In the dispersive regime, the light fields impart forces on the atoms which thus move. In turn, the light fields pick up phase shifts induced by the refractive index of this moving atomic dielectric medium. This alters the light forces, thus the atomic motion, thus the accumulated dispersive phase shifts, and this combined atom-field process loops self-consistently.
As a result, when the pump field strength exceeds some critical value, the atomic cloud scatters constructively the pump photons into the cavity modes (superradiance) and the atoms achieve self-organization into the effective optical lattice created by the pump and cavity fields.

Our main work in the field has been to examine the conditions for these atoms to self-organize into stable 2D triangular and honeycomb lattices (the graphene lattice). We have also studied how to drive atoms from one lattice structure to another by dynamically changing the phase of the cavity fields with respect to the pump laser.

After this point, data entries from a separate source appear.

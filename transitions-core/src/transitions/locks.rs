//! Per-object exclusive locks
//!
//! At most one run may drive an object's action chain at a time. A lock is a
//! map entry from object to the owning run id; the guard removes it on drop,
//! so a chain that fails or panics still releases its object.

use crate::models::transition::ObjectRef;
use dashmap::mapref::entry::Entry;
use dashmap::DashMap;
use std::sync::Arc;
use uuid::Uuid;

#[derive(Debug, Clone, Default)]
pub struct ObjectLocks {
    held: Arc<DashMap<ObjectRef, Uuid>>,
}

impl ObjectLocks {
    pub fn new() -> Self {
        Self::default()
    }

    /// Take the lock for `object` on behalf of `run_id`, or `None` if held
    pub fn try_acquire(&self, object: &ObjectRef, run_id: Uuid) -> Option<ObjectLockGuard> {
        match self.held.entry(object.clone()) {
            Entry::Occupied(_) => None,
            Entry::Vacant(slot) => {
                slot.insert(run_id);
                Some(ObjectLockGuard {
                    held: Arc::clone(&self.held),
                    object: object.clone(),
                    run_id,
                })
            }
        }
    }

    /// Run currently holding the object's lock
    pub fn holder(&self, object: &ObjectRef) -> Option<Uuid> {
        self.held.get(object).map(|entry| *entry.value())
    }

    pub fn is_locked(&self, object: &ObjectRef) -> bool {
        self.held.contains_key(object)
    }

    pub fn held_count(&self) -> usize {
        self.held.len()
    }
}

/// Releases the object lock when dropped
#[derive(Debug)]
pub struct ObjectLockGuard {
    held: Arc<DashMap<ObjectRef, Uuid>>,
    object: ObjectRef,
    run_id: Uuid,
}

impl ObjectLockGuard {
    pub fn object(&self) -> &ObjectRef {
        &self.object
    }
}

impl Drop for ObjectLockGuard {
    fn drop(&mut self) {
        self.held
            .remove_if(&self.object, |_, holder| *holder == self.run_id);
    }
}

#[cfg(test)]
mod tests {
    use super::*;

    #[test]
    fn test_lock_is_exclusive_until_guard_dropped() {
        let locks = ObjectLocks::new();
        let object = ObjectRef::new("asset", "1");
        let first = Uuid::new_v4();

        let guard = locks.try_acquire(&object, first).unwrap();
        assert_eq!(locks.holder(&object), Some(first));
        assert!(locks.try_acquire(&object, Uuid::new_v4()).is_none());

        drop(guard);
        assert!(!locks.is_locked(&object));
        assert!(locks.try_acquire(&object, Uuid::new_v4()).is_some());
    }

    #[test]
    fn test_locks_are_per_object() {
        let locks = ObjectLocks::new();
        let run_id = Uuid::new_v4();
        let _a = locks.try_acquire(&ObjectRef::new("asset", "1"), run_id).unwrap();
        let _b = locks.try_acquire(&ObjectRef::new("asset", "2"), run_id).unwrap();
        assert_eq!(locks.held_count(), 2);
    }
}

Graphene-type physics with cold atoms

In 2004, researchers in Manchester isolated one-atom thick sheets of carbon atoms, with the atoms organized in a planar honeycomb structure.
Graphene is of utmost importance in condensed-matter physics since by stacking it one gets the graphite structure and by wrapping it one gets carbon nanotubes and fullerenes. Graphene is also of great theoretical interest because it provides a physical realization of two-dimensional field theories with quantum anomalies.
Indeed, the effective theory that describes the low-energy electronic excitations in graphene is that of two-dimensional massless Weyl-Dirac fermions. Triggered by the Manchester discovery (which led to Geim and Novoselov sharing the 2010 Nobel Prize for Physics), an intense activity has flourished in the field.

Our main work in the field was to highlight that some important features of the graphene physics could be reproduced by loading ultracold atoms in a two-dimensional optical lattice with honeycomb symmetry.
We have in particular shown that the Dirac points were well protected from experimental imperfections (imbalance of laser intensities, angle mismatches), hence demonstrating its experimental feasibility in the cold atom community. The first experiment were later conducted by Esslinger’s group at ETH (Zurich).

Selected Publications

1) Coherent Backscattering of light by cold atoms, G. Labeyrie et al., PRL 83, 5266 (1999).

2) Multiple scattering of light by atoms with internal degeneracy, C. A. Müller and C. Miniatura, J. Phys. A: Math. Gen. 35, 10163 (2002).

3) Localization of Matter Waves in 2D-Disordered Optical Potentials, R. C. Kuhn et al., PRL 95, 250403 (2005).

4) Coherent forward scattering peak induced by Anderson localization, T. Karpiuk et al., PRL 109, 190601 (2012).

5) U(3) artificial gauge fields for cold atoms, Y.-X. Hu, Ch. Miniatura, D. Wilkowski, and B. Grémaud, PRA 90, 023601 (2014).